Кампанелла — не меньший, чем Томас Мор, сторонник регламентации, но, человек XVII века, он отдает ее государству. Аппарат власти у Кампанеллы ответственней и разветвленней. Нельзя сказать, что он вступает в этом смысле в сознательную полемику с Мором, но, поскольку семьи в старом смысле слова у Кампанеллы нет, семьей по отношению к человеку становится все общество, и право регламентации естественным образом переходит к нему в лице его представителей.

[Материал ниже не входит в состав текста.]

//! Spread evaluation between the two venues.
//!
//! For each asset the evaluator looks at both directions:
//!
//! - `AShortBLong`: short venue A, long venue B, `(pA - pB) / pB`
//! - `BShortALong`: short venue B, long venue A, `(pB - pA) / pA`
//!
//! Only the direction whose short leg is strictly more expensive is valid,
//! so an evaluation yields zero or one spread.

use std::fmt;

use chrono::{DateTime, Duration, Utc};
use rust_decimal::Decimal;
use serde::Serialize;

use super::error::TradeError;
use super::ids::{AssetId, VenueSide};
use super::money::{Price, Rate};
use super::position::HedgePosition;
use super::quote::{Quote, QuotePair};

/// Which venue carries the short leg.
#[derive(Debug, Clone, Copy, PartialEq, Eq, Hash, Serialize)]
pub enum Direction {
    /// Short on venue A, long on venue B.
    AShortBLong,
    /// Short on venue B, long on venue A.
    BShortALong,
}

impl Direction {
    /// Both directions, in evaluation order.
    pub const ALL: [Direction; 2] = [Direction::AShortBLong, Direction::BShortALong];

    /// Venue holding the short (contract) leg.
    #[must_use]
    pub const fn short_venue(self) -> VenueSide {
        match self {
            Self::AShortBLong => VenueSide::A,
            Self::BShortALong => VenueSide::B,
        }
    }

    /// Venue holding the long (spot) leg.
    #[must_use]
    pub const fn long_venue(self) -> VenueSide {
        self.short_venue().other()
    }

    /// Relative spread of the pair in this direction; negative when the
    /// short leg is the cheaper one.
    #[must_use]
    pub fn signed_spread(self, pair: &QuotePair) -> Rate {
        let short = pair.price(self.short_venue());
        let long = pair.price(self.long_venue());
        if long.is_zero() {
            return Decimal::ZERO;
        }
        (short - long) / long
    }
}

impl fmt::Display for Direction {
    fn fmt(&self, f: &mut fmt::Formatter<'_>) -> fmt::Result {
        match self {
            Self::AShortBLong => write!(f, "A short / B long"),
            Self::BShortALong => write!(f, "B short / A long"),
        }
    }
}

/// Trading fee per venue.
#[derive(Debug, Clone, Copy, PartialEq, Eq)]
pub struct FeeSchedule {
    pub a: Rate,
    pub b: Rate,
}

impl FeeSchedule {
    pub const fn new(a: Rate, b: Rate) -> Self {
        Self { a, b }
    }

    /// Same fee on both venues.
    pub const fn flat(rate: Rate) -> Self {
        Self { a: rate, b: rate }
    }

    /// Fee charged on the given venue.
    pub const fn for_side(&self, side: VenueSide) -> Rate {
        match side {
            VenueSide::A => self.a,
            VenueSide::B => self.b,
        }
    }

    /// Fee cost of holding both legs, one fee per leg.
    pub fn round_trip(&self) -> Rate {
        self.a + self.b
    }
}

/// A directional price difference for one asset. Derived, never stored.
#[derive(Debug, Clone, PartialEq, Serialize)]
pub struct Spread {
    pub asset: AssetId,
    pub direction: Direction,
    /// Price of the short leg (the expensive one when the spread is valid).
    pub short_price: Price,
    /// Price of the long leg.
    pub long_price: Price,
    /// `(short - long) / long`.
    pub percent_spread: Rate,
    /// Spread net of fees; relative to the entry spread when evaluated
    /// against an open position.
    pub estimated_profit: Rate,
    pub observed_at: DateTime<Utc>,
}

/// Computes spreads from same-cycle quote pairs.
#[derive(Debug, Clone)]
pub struct SpreadEvaluator {
    fees: FeeSchedule,
    staleness: Duration,
}

impl SpreadEvaluator {
    #[must_use]
    pub const fn new(fees: FeeSchedule, staleness: Duration) -> Self {
        Self { fees, staleness }
    }

    #[must_use]
    pub const fn fees(&self) -> &FeeSchedule {
        &self.fees
    }

    /// Validate a pair of quotes for `asset` against `now`.
    ///
    /// # Errors
    ///
    /// Returns [`TradeError::InvalidSnapshot`] when the quotes are for a
    /// different asset, come from the wrong venue slot, carry a
    /// non-positive price, are older than the staleness bound, or were
    /// captured too far apart to belong to the same cycle.
    pub fn snapshot(
        &self,
        asset: &AssetId,
        quote_a: Quote,
        quote_b: Quote,
        now: DateTime<Utc>,
    ) -> Result<QuotePair, TradeError> {
        if &quote_a.asset != asset || &quote_b.asset != asset {
            return Err(TradeError::invalid_snapshot(
                asset,
                format!(
                    "quotes are for {} and {}",
                    quote_a.asset, quote_b.asset
                ),
            ));
        }
        if quote_a.venue != VenueSide::A || quote_b.venue != VenueSide::B {
            return Err(TradeError::invalid_snapshot(asset, "venue slots swapped"));
        }
        for quote in [&quote_a, &quote_b] {
            if quote.price <= Decimal::ZERO {
                return Err(TradeError::invalid_snapshot(
                    asset,
                    format!("non-positive price {} on venue {}", quote.price, quote.venue),
                ));
            }
            let age = now - quote.timestamp;
            if age > self.staleness {
                return Err(TradeError::invalid_snapshot(
                    asset,
                    format!(
                        "quote from venue {} is {}ms old",
                        quote.venue,
                        age.num_milliseconds()
                    ),
                ));
            }
        }
        let skew = if quote_a.timestamp > quote_b.timestamp {
            quote_a.timestamp - quote_b.timestamp
        } else {
            quote_b.timestamp - quote_a.timestamp
        };
        if skew > self.staleness {
            return Err(TradeError::invalid_snapshot(
                asset,
                format!("quotes captured {}ms apart", skew.num_milliseconds()),
            ));
        }
        Ok(QuotePair::new(quote_a, quote_b))
    }

    /// Evaluate both directions for one asset.
    ///
    /// Returns zero spreads on an exact tie and otherwise exactly one.
    ///
    /// # Errors
    ///
    /// See [`SpreadEvaluator::snapshot`].
    pub fn evaluate(
        &self,
        asset: &AssetId,
        quote_a: Quote,
        quote_b: Quote,
        now: DateTime<Utc>,
    ) -> Result<Vec<Spread>, TradeError> {
        let pair = self.snapshot(asset, quote_a, quote_b, now)?;
        Ok(self.spreads(&pair))
    }

    /// Spreads of an already validated pair.
    #[must_use]
    pub fn spreads(&self, pair: &QuotePair) -> Vec<Spread> {
        Direction::ALL
            .into_iter()
            .filter(|direction| {
                pair.price(direction.short_venue()) > pair.price(direction.long_venue())
            })
            .map(|direction| {
                let percent_spread = direction.signed_spread(pair);
                self.build(pair, direction, percent_spread, percent_spread - self.fees.round_trip())
            })
            .collect()
    }

    /// Spread of `pair` in the direction of an open position.
    ///
    /// `estimated_profit` is what closing now would capture relative to the
    /// entry spread: `entry - current - fees`. The current spread may be
    /// negative when the market has flipped.
    #[must_use]
    pub fn evaluate_against(&self, position: &HedgePosition, pair: &QuotePair) -> Spread {
        let direction = position.direction();
        let current = direction.signed_spread(pair);
        let estimated = position.entry_spread() - current - self.fees.round_trip();
        self.build(pair, direction, current, estimated)
    }

    fn build(
        &self,
        pair: &QuotePair,
        direction: Direction,
        percent_spread: Rate,
        estimated_profit: Rate,
    ) -> Spread {
        Spread {
            asset: pair.asset().clone(),
            direction,
            short_price: pair.price(direction.short_venue()),
            long_price: pair.price(direction.long_venue()),
            percent_spread,
            estimated_profit,
            observed_at: pair.observed_at(),
        }
    }
}

/// Order spreads widest first for display, ties by asset.
#[must_use]
pub fn rank_by_spread(mut spreads: Vec<Spread>) -> Vec<Spread> {
    spreads.sort_by(|x, y| {
        y.percent_spread
            .cmp(&x.percent_spread)
            .then_with(|| x.asset.cmp(&y.asset))
    });
    spreads
}

#[cfg(test)]
mod tests {
    use super::*;
    use crate::testkit::domain::{asset, quote_pair, quote_at, ts};
    use rust_decimal_macros::dec;

    fn evaluator() -> SpreadEvaluator {
        SpreadEvaluator::new(FeeSchedule::flat(dec!(0.001)), Duration::seconds(5))
    }

    fn eval(price_a: Decimal, price_b: Decimal) -> Vec<Spread> {
        let pair = quote_pair("BTC/USDT", price_a, price_b);
        evaluator()
            .evaluate(&asset("BTC/USDT"), pair.a, pair.b, ts(0))
            .unwrap()
    }

    #[test]
    fn tie_yields_no_spread() {
        for price in [dec!(0.49), dec!(1), dec!(60000), dec!(123456.789)] {
            assert!(eval(price, price).is_empty(), "tie at {price}");
        }
    }

    #[test]
    fn a_above_b_shorts_a() {
        let spreads = eval(dec!(61000), dec!(60000));
        assert_eq!(spreads.len(), 1);

        let spread = &spreads[0];
        assert_eq!(spread.direction, Direction::AShortBLong);
        assert_eq!(spread.short_price, dec!(61000));
        assert_eq!(spread.long_price, dec!(60000));
        assert_eq!(spread.percent_spread, dec!(1000) / dec!(60000));
        assert_eq!(
            spread.estimated_profit,
            dec!(1000) / dec!(60000) - dec!(0.002)
        );
    }

    #[test]
    fn b_above_a_shorts_b() {
        let spreads = eval(dec!(2990), dec!(3000));
        assert_eq!(spreads.len(), 1);
        assert_eq!(spreads[0].direction, Direction::BShortALong);
        assert_eq!(spreads[0].short_price, dec!(3000));
        assert_eq!(spreads[0].long_price, dec!(2990));
    }

    #[test]
    fn directions_are_mutually_exclusive() {
        let prices = [dec!(0.5), dec!(1), dec!(99.99), dec!(100), dec!(100.01), dec!(60000)];
        for a in prices {
            for b in prices {
                let spreads = eval(a, b);
                assert!(spreads.len() <= 1, "a={a} b={b}");
                assert_eq!(spreads.is_empty(), a == b, "a={a} b={b}");
            }
        }
    }

    #[test]
    fn rejects_mismatched_assets() {
        let a = quote_at("BTC/USDT", VenueSide::A, dec!(100), ts(0));
        let b = quote_at("ETH/USDT", VenueSide::B, dec!(99), ts(0));
        let err = evaluator()
            .evaluate(&asset("BTC/USDT"), a, b, ts(0))
            .unwrap_err();
        assert!(matches!(err, TradeError::InvalidSnapshot { .. }));
    }

    #[test]
    fn rejects_stale_quote() {
        let a = quote_at("BTC/USDT", VenueSide::A, dec!(100), ts(0));
        let b = quote_at("BTC/USDT", VenueSide::B, dec!(99), ts(6_000));
        let err = evaluator()
            .evaluate(&asset("BTC/USDT"), a, b, ts(6_000))
            .unwrap_err();
        assert!(matches!(err, TradeError::InvalidSnapshot { .. }));
    }

    #[test]
    fn accepts_quote_at_staleness_bound() {
        let a = quote_at("BTC/USDT", VenueSide::A, dec!(100), ts(0));
        let b = quote_at("BTC/USDT", VenueSide::B, dec!(99), ts(5_000));
        let spreads = evaluator()
            .evaluate(&asset("BTC/USDT"), a, b, ts(5_000))
            .unwrap();
        assert_eq!(spreads.len(), 1);
    }

    #[test]
    fn rejects_non_positive_price() {
        let a = quote_at("BTC/USDT", VenueSide::A, dec!(0), ts(0));
        let b = quote_at("BTC/USDT", VenueSide::B, dec!(99), ts(0));
        assert!(evaluator()
            .evaluate(&asset("BTC/USDT"), a, b, ts(0))
            .is_err());
    }

    #[test]
    fn signed_spread_goes_negative_when_flipped() {
        let pair = quote_pair("BTC/USDT", dec!(99), dec!(100));
        assert_eq!(Direction::AShortBLong.signed_spread(&pair), dec!(-0.01));
        assert!(Direction::BShortALong.signed_spread(&pair) > Decimal::ZERO);
    }

    #[test]
    fn round_trip_sums_both_venues() {
        let fees = FeeSchedule::new(dec!(0.001), dec!(0.002));
        assert_eq!(fees.round_trip(), dec!(0.003));
        assert_eq!(fees.for_side(VenueSide::B), dec!(0.002));
    }

    #[test]
    fn ranks_widest_spread_first() {
        let evaluator = evaluator();
        let spreads: Vec<Spread> = [
            quote_pair("ADA/USDT", dec!(0.50), dec!(0.49)),
            quote_pair("BTC/USDT", dec!(60100), dec!(60000)),
            quote_pair("ETH/USDT", dec!(2990), dec!(3020)),
            quote_pair("DOT/USDT", dec!(7.049), dec!(6.9)),
        ]
        .iter()
        .flat_map(|pair| evaluator.spreads(pair))
        .collect();

        let ranked: Vec<String> = rank_by_spread(spreads)
            .iter()
            .map(|s| s.asset.to_string())
            .collect();
        assert_eq!(ranked, ["DOT/USDT", "ADA/USDT", "ETH/USDT", "BTC/USDT"]);
    }
}
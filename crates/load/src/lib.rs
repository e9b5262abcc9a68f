//! Document loading: turns a file on disk into an extraction [`Source`].
//!
//! Supported inputs, detected by extension ([`DocumentKind::from_path`]) and
//! cross-checked against magic bytes:
//!
//! - **EPUB** zip containers: content entries filtered by [`ArchiveFilter`],
//!   read as UTF-8 and ordered by natural name order
//! - **PDF** documents: the text layer of every page, flattened into one
//!   stream
//! - a single **XHTML/HTML** document, or an already flattened **text** file
//!
//! Reading the file is the only asynchronous step; decoding is synchronous
//! and available separately through [`from_bytes`].

mod epub;
pub mod error;
mod kind;
mod pdf;

use crate::error::{ErrorKind, Result};
pub use crate::epub::ArchiveFilter;
pub use crate::kind::DocumentKind;
use lectern_extract::{MarkupDocument, Source};
use std::path::Path;
use tracing::instrument;

/// Identity of the raw input file.
#[derive(Debug, Clone, PartialEq, Eq)]
pub struct Fingerprint {
    /// BLAKE3 hash of the file content, hex-encoded.
    pub hash: String,
    pub length: u64,
}
impl Fingerprint {
    pub fn of(bytes: &[u8]) -> Self {
        Self {
            hash: blake3::hash(bytes).to_string(),
            length: u64::try_from(bytes.len()).unwrap_or(u64::MAX),
        }
    }
}

/// A decoded input document, ready for extraction.
#[derive(Debug, Clone, PartialEq, Eq)]
pub struct Loaded {
    /// File name, without directories.
    pub name: String,
    pub kind: DocumentKind,
    pub fingerprint: Fingerprint,
    pub source: Source,
}

/// Reads and decodes the file at `path`.
///
/// # Errors
///
/// Unsupported file types are rejected before anything is read
/// ([`ErrorKind::UnsupportedInput`]); everything else that goes wrong is a
/// read error for this file.
#[instrument(skip_all, fields(path = %path.as_ref().display(), kind, size))]
pub async fn load(path: impl AsRef<Path>, filter: &ArchiveFilter) -> Result<Loaded> {
    let path = path.as_ref();
    let kind = DocumentKind::from_path(path)?;
    let span = tracing::Span::current();
    span.record("kind", tracing::field::display(kind));

    let bytes = tokio::fs::read(path).await.map_err(|err| ErrorKind::from_io(err, path))?;
    span.record("size", bytes.len());
    let name = path.file_name().map_or_else(|| path.display().to_string(), |n| n.to_string_lossy().into_owned());
    let loaded = from_bytes(name, kind, &bytes, filter)?;
    tracing::info!(source = %loaded.source, "document loaded");
    Ok(loaded)
}

/// Decodes an in-memory document of a known kind.
pub fn from_bytes(name: impl Into<String>, kind: DocumentKind, bytes: &[u8], filter: &ArchiveFilter) -> Result<Loaded> {
    let name = name.into();
    kind.check_magic_bytes(bytes)?;
    let source = match kind {
        DocumentKind::Epub => Source::Markup(epub::read(bytes, filter)?),
        DocumentKind::Pdf => Source::Text(pdf::read(bytes)?),
        DocumentKind::Markup => Source::Markup(vec![MarkupDocument::new(name.clone(), lossy(&name, bytes))]),
        DocumentKind::Text => Source::Text(lossy(&name, bytes)),
    };
    Ok(Loaded {
        name,
        kind,
        fingerprint: Fingerprint::of(bytes),
        source,
    })
}

fn lossy(name: &str, bytes: &[u8]) -> String {
    match std::str::from_utf8(bytes) {
        Ok(text) => text.to_string(),
        Err(_) => {
            tracing::warn!(name, "document is not valid UTF-8, invalid sequences replaced");
            String::from_utf8_lossy(bytes).into_owned()
        },
    }
}
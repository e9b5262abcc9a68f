use crate::error::{ErrorKind, Result};
use exn::ResultExt;
use lopdf::Document;
use tracing::instrument;

/// Flattens the text layer of a PDF into one stream: each page's fragments
/// joined with single spaces, pages joined in page order.
///
/// A page whose text can't be extracted is skipped with a warning; the rest
/// of the document is still usable.
#[instrument(skip_all, fields(size = bytes.len(), pages))]
pub(crate) fn read(bytes: &[u8]) -> Result<String> {
    let document = Document::load_mem(bytes).or_raise(|| ErrorKind::Pdf)?;
    let pages = document.get_pages();
    tracing::Span::current().record("pages", pages.len());

    let mut stream: Vec<String> = Vec::with_capacity(pages.len());
    for number in pages.keys().copied() {
        match document.extract_text(&[number]) {
            Ok(text) => stream.push(fragments(&text)),
            Err(err) => tracing::warn!(page = number, error = %err, "could not extract page text, skipping"),
        }
    }
    Ok(stream.into_iter().filter(|page| !page.is_empty()).collect::<Vec<_>>().join(" "))
}

/// Joins one page's text fragments (one per line of extracted text) with
/// single spaces, in source order.
fn fragments(page: &str) -> String {
    page.lines().map(str::trim).filter(|fragment| !fragment.is_empty()).collect::<Vec<_>>().join(" ")
}
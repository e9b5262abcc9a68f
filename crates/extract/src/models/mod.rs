mod source;
mod tally;
mod verse;

pub use self::source::{MarkupDocument, Source};
pub use self::tally::{Skip, Tally};
pub use self::verse::Verse;

/// Parses a number the way the markup usually carries it: leading ASCII digits
/// after trimming, with anything after them ignored (`"12a"` is 12, `"III"` and
/// `""` are not numbers).
pub(crate) fn leading_integer(s: &str) -> Option<u32> {
    let s = s.trim();
    let end = s.find(|c: char| !c.is_ascii_digit()).unwrap_or(s.len());
    s[..end].parse().ok()
}
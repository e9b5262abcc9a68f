//! Loader Error Types
//!
//! This module provides structured errors using `exn` for automatic location
//! tracking and error tree construction.

use crate::DocumentKind;
use derive_more::{Display, Error};
use std::io::Error as IoError;
use std::path::{Path, PathBuf};

/// A loader error with automatic location tracking.
pub type Error = exn::Exn<ErrorKind>;
/// Result type alias for loader operations.
pub type Result<T> = std::result::Result<T, Error>;

/// Actionable error categories.
///
/// These describe what the caller should *do*, not what went wrong internally.
#[derive(Debug, Display, Error)]
pub enum ErrorKind {
    /// The file type can't be handled; nothing was read.
    #[display("unsupported input: {}; expected .epub, .pdf, .xhtml, .html, .htm or .txt", _0.display())]
    UnsupportedInput(#[error(not(source))] PathBuf),
    /// File does not exist
    #[display("file not found: {}", _0.display())]
    NotFound(#[error(not(source))] PathBuf),
    /// Access denied
    #[display("permission denied: {}", _0.display())]
    PermissionDenied(#[error(not(source))] PathBuf),
    /// Underlying I/O error
    #[display("I/O error: {_0}")]
    Io(IoError),
    /// The file content doesn't carry the signature its extension promises.
    #[display("file content is not a valid {_0} container")]
    KindMismatch(#[error(not(source))] DocumentKind),
    /// The zip container could not be opened or one of its entries read.
    #[display("failed to read EPUB archive")]
    Archive,
    /// The PDF could not be parsed.
    #[display("failed to read PDF document")]
    Pdf,
    /// The archive opened fine but holds no content documents.
    #[display("no {extension} content files found under {prefix}")]
    EmptyArchive { prefix: String, extension: String },
}
impl ErrorKind {
    pub(crate) fn from_io(err: IoError, path: &Path) -> Self {
        match err.kind() {
            std::io::ErrorKind::NotFound => Self::NotFound(path.to_path_buf()),
            std::io::ErrorKind::PermissionDenied => Self::PermissionDenied(path.to_path_buf()),
            _ => Self::Io(err),
        }
    }

    /// Returns `true` if the input was rejected before anything was read.
    pub fn is_input_error(&self) -> bool {
        matches!(self, Self::UnsupportedInput(_))
    }

    /// Returns `true` if retrying might succeed.
    pub fn is_retryable(&self) -> bool {
        matches!(self, Self::Io(_))
    }
}
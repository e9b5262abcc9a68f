use super::books::{longest_first, normalize_heading};
use crate::consts::DIGITS_REGEX;
use crate::error::{ErrorKind, Result};
use crate::models::{Skip, Tally, Verse};
use exn::ResultExt;
use regex::Regex;

/// Compiles the `<book> <chapter>:<verse>` pattern. Only the short names of
/// the configured headings count as books, in any letter case.
pub(crate) fn reference_pattern<S: AsRef<str>>(headings: &[S]) -> Result<Option<Regex>> {
    let names: Vec<String> = headings.iter().map(|heading| normalize_heading(heading.as_ref())).collect();
    let names = longest_first(&names);
    if names.is_empty() {
        return Ok(None);
    }
    let alternation = names.iter().map(|name| regex::escape(name).replace(' ', r"\s")).collect::<Vec<_>>().join("|");
    Regex::new(&format!(r"(?i)\b(?P<book>{alternation})\s+(?P<chapter>\d+):(?P<verse>\d+)\s*"))
        .map(Some)
        .or_raise(|| ErrorKind::InvalidHeadings)
}

/// Whether explicit references carry the structure of the text: most of its
/// numbers have to be part of one. A stray cross-reference doesn't qualify.
pub(crate) fn detect(pattern: &Regex, text: &str) -> bool {
    let total = DIGITS_REGEX.find_iter(text).count();
    let referenced: usize = pattern.find_iter(text).map(|found| DIGITS_REGEX.find_iter(found.as_str()).count()).sum();
    referenced * 2 > total
}

/// Reads verses from explicit references. Each verse's text runs from the end
/// of its reference to the start of the next one.
pub(crate) fn references(pattern: &Regex, text: &str, tally: &mut Tally) -> Vec<Verse> {
    let found: Vec<_> = pattern.captures_iter(text).collect();
    let mut verses = Vec::with_capacity(found.len());
    for (i, captures) in found.iter().enumerate() {
        let Some(whole) = captures.get(0) else {
            continue;
        };
        let end = found.get(i + 1).and_then(|next| next.get(0)).map_or(text.len(), |next| next.start());
        let body = text[whole.end()..end].trim();
        let Ok(chapter) = captures["chapter"].parse::<u32>() else {
            tally.record(Skip::UnparsableChapter);
            continue;
        };
        let Ok(number) = captures["verse"].parse::<u32>() else {
            tally.record(Skip::UnparsableVerse);
            continue;
        };
        let book = normalize_heading(&captures["book"]);
        match Verse::new(book, chapter, number, body) {
            Some(verse) => verses.push(verse),
            None if body.is_empty() => tally.record(Skip::EmptyText),
            None if chapter == 0 => tally.record(Skip::UnparsableChapter),
            None => tally.record(Skip::UnparsableVerse),
        }
    }
    verses
}
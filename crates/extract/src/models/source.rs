use std::fmt::{Display, Formatter, Result as FmtResult};

/// One markup file out of a container, e.g. an XHTML entry of an EPUB.
#[derive(Debug, Clone, PartialEq, Eq)]
pub struct MarkupDocument {
    /// Entry name inside the container. Only used for ordering and for the
    /// exclusion list, never for extraction.
    pub name: String,
    pub content: String,
}
impl MarkupDocument {
    pub fn new(name: impl Into<String>, content: impl Into<String>) -> Self {
        Self {
            name: name.into(),
            content: content.into(),
        }
    }
}
impl<N: Into<String>, C: Into<String>> From<(N, C)> for MarkupDocument {
    fn from((name, content): (N, C)) -> Self {
        Self::new(name, content)
    }
}

/// Input to the [`Engine`](crate::Engine), already decoded by a loader.
///
/// The variant decides which extraction strategy runs.
#[derive(Debug, Clone, PartialEq, Eq)]
pub enum Source {
    /// Ordered markup documents, extracted structurally.
    Markup(Vec<MarkupDocument>),
    /// One flattened text stream (all pages, in order), extracted lexically.
    Text(String),
}
impl Source {
    pub fn as_str(&self) -> &'static str {
        match self {
            Source::Markup(_) => "markup",
            Source::Text(_) => "text",
        }
    }

    /// Rough input size, for logging.
    pub fn size(&self) -> usize {
        match self {
            Source::Markup(documents) => documents.iter().map(|d| d.content.len()).sum(),
            Source::Text(text) => text.len(),
        }
    }
}
impl Display for Source {
    fn fmt(&self, f: &mut Formatter<'_>) -> FmtResult {
        write!(f, "{}", self.as_str())
    }
}
impl From<Vec<MarkupDocument>> for Source {
    fn from(documents: Vec<MarkupDocument>) -> Self {
        Source::Markup(documents)
    }
}
impl From<String> for Source {
    fn from(text: String) -> Self {
        Source::Text(text)
    }
}
//! Verse extraction from a flattened text stream, with no markup to go by.

mod books;
mod clean;
mod cursor;
mod inline;

pub use self::books::normalize_heading;
use crate::aggregate::Aggregator;
use crate::consts;
use crate::error::{Error, ErrorKind, Result};
use crate::extract::Extractor;
use derive_more::Display;
use exn::ResultExt;
use regex::Regex;
use std::str::FromStr;
use tracing::instrument;

/// How the text stream encodes verse boundaries.
#[derive(Debug, Display, Clone, Copy, Default, PartialEq, Eq)]
#[cfg_attr(feature = "serde", derive(serde::Serialize, serde::Deserialize), serde(rename_all = "lowercase"))]
pub enum LexicalMode {
    /// Inline references when they carry most of the numbers in the text,
    /// book headings otherwise.
    #[default]
    #[display("auto")]
    Auto,
    /// Explicit `<book> <chapter>:<verse>` references.
    #[display("inline")]
    Inline,
    /// Book headings followed by bare chapter and verse numbers.
    #[display("headings")]
    Headings,
}
impl FromStr for LexicalMode {
    type Err = Error;
    fn from_str(s: &str) -> Result<Self> {
        match s.trim().to_ascii_lowercase().as_str() {
            "auto" => Ok(Self::Auto),
            "inline" => Ok(Self::Inline),
            "headings" => Ok(Self::Headings),
            _ => Err(Error::from(ErrorKind::UnknownMode(s.to_string()))),
        }
    }
}

#[derive(Debug, Clone, PartialEq, Eq)]
#[cfg_attr(feature = "serde", derive(serde::Serialize, serde::Deserialize), serde(default))]
pub struct LexicalOptions {
    pub mode: LexicalMode,
    /// Book headings exactly as typeset in the source (case and spacing
    /// matter). Their short uppercase forms are recognised as well, and their
    /// short names are the books inline references may name.
    pub headings: Vec<String>,
    /// Whole words removed from the stream before segmentation, such as
    /// footnote markers.
    pub boilerplate: Vec<String>,
}
impl Default for LexicalOptions {
    fn default() -> Self {
        Self {
            mode: LexicalMode::default(),
            headings: consts::DEFAULT_BOOK_HEADINGS.iter().map(ToString::to_string).collect(),
            boilerplate: Vec::new(),
        }
    }
}

/// The lexical strategy, with its heading, reference and boilerplate patterns
/// compiled.
#[derive(Debug, Clone)]
pub struct Lexical {
    mode: LexicalMode,
    headings: Option<Regex>,
    references: Option<Regex>,
    boilerplate: Option<Regex>,
}
impl Lexical {
    pub fn new(options: &LexicalOptions) -> Result<Self> {
        Ok(Self {
            mode: options.mode,
            headings: books::heading_pattern(&books::with_short_forms(&options.headings))?,
            references: inline::reference_pattern(&options.headings)?,
            boilerplate: boilerplate_pattern(&options.boilerplate)?,
        })
    }
}

fn boilerplate_pattern(tokens: &[String]) -> Result<Option<Regex>> {
    let tokens: Vec<String> = tokens.iter().filter(|t| !t.trim().is_empty()).map(|t| regex::escape(t.trim())).collect();
    if tokens.is_empty() {
        return Ok(None);
    }
    Regex::new(&format!(r"\b(?:{})\b", tokens.join("|"))).map(Some).or_raise(|| ErrorKind::InvalidBoilerplate)
}

impl Extractor for Lexical {
    type Input = str;

    #[instrument(skip_all, fields(size = text.len(), mode))]
    fn extract(&self, text: &str, aggregator: &mut Aggregator) {
        let cleaned = clean::clean(text, self.boilerplate.as_ref());
        let mode = match (self.mode, &self.references) {
            (LexicalMode::Auto, Some(references)) if inline::detect(references, &cleaned) => LexicalMode::Inline,
            (LexicalMode::Auto, _) => LexicalMode::Headings,
            (mode, _) => mode,
        };
        tracing::Span::current().record("mode", tracing::field::display(mode));

        if mode == LexicalMode::Inline {
            let Some(references) = &self.references else {
                tracing::warn!("no book headings configured, no inline reference can be matched");
                return;
            };
            let verses = inline::references(references, &cleaned, aggregator.tally_mut());
            aggregator.push(verses);
            return;
        }
        let Some(pattern) = &self.headings else {
            tracing::warn!("no book headings configured, nothing can be segmented");
            return;
        };
        for (heading, body) in books::segments(pattern, &cleaned) {
            let book = normalize_heading(heading);
            tracing::debug!(heading, book = %book, "book heading");
            let verses = cursor::walk(&book, body, aggregator.tally_mut());
            aggregator.push(verses);
        }
    }
}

Личность оказывается в этих утопиях в заметно менее выигрышных условиях, чем у Рабле. Формы ее проявления определены заранее и закреплены законодательством или обычаем, так что ни для каких неожиданностей не остается места. Между тем именно эти неожиданности сыграли такую заметную роль в истории человечества.
Традицию тут отыскать нетрудно. Она идет от Платона.
Может быть, один только Рабле достаточно свободен от влияния, которое оказали на развитие утопической мысли «Государство» и «Законы» великого древнегреческого философа. Мор и Кампанелла ссылаются на него особенно часто, причем Кампанелла, очевидно, обязан Платону даже мыслью назвать свою идеальную республику «Городом Солнца». Дело в том, что столица Атлантиды, описанная Платоном в диалоге «Критий», была построена по кольцевому принципу, а «традиция строительства городов по кольцевой системе в древности была скорее всего связана с культом Солнца»[234]. Сам же по себе диалог «Критий» не мог не обратить на себя внимания утописта: в нем Платон подробно описывает некое праафинское государство, очень напоминающее платоновскую идеальную республику.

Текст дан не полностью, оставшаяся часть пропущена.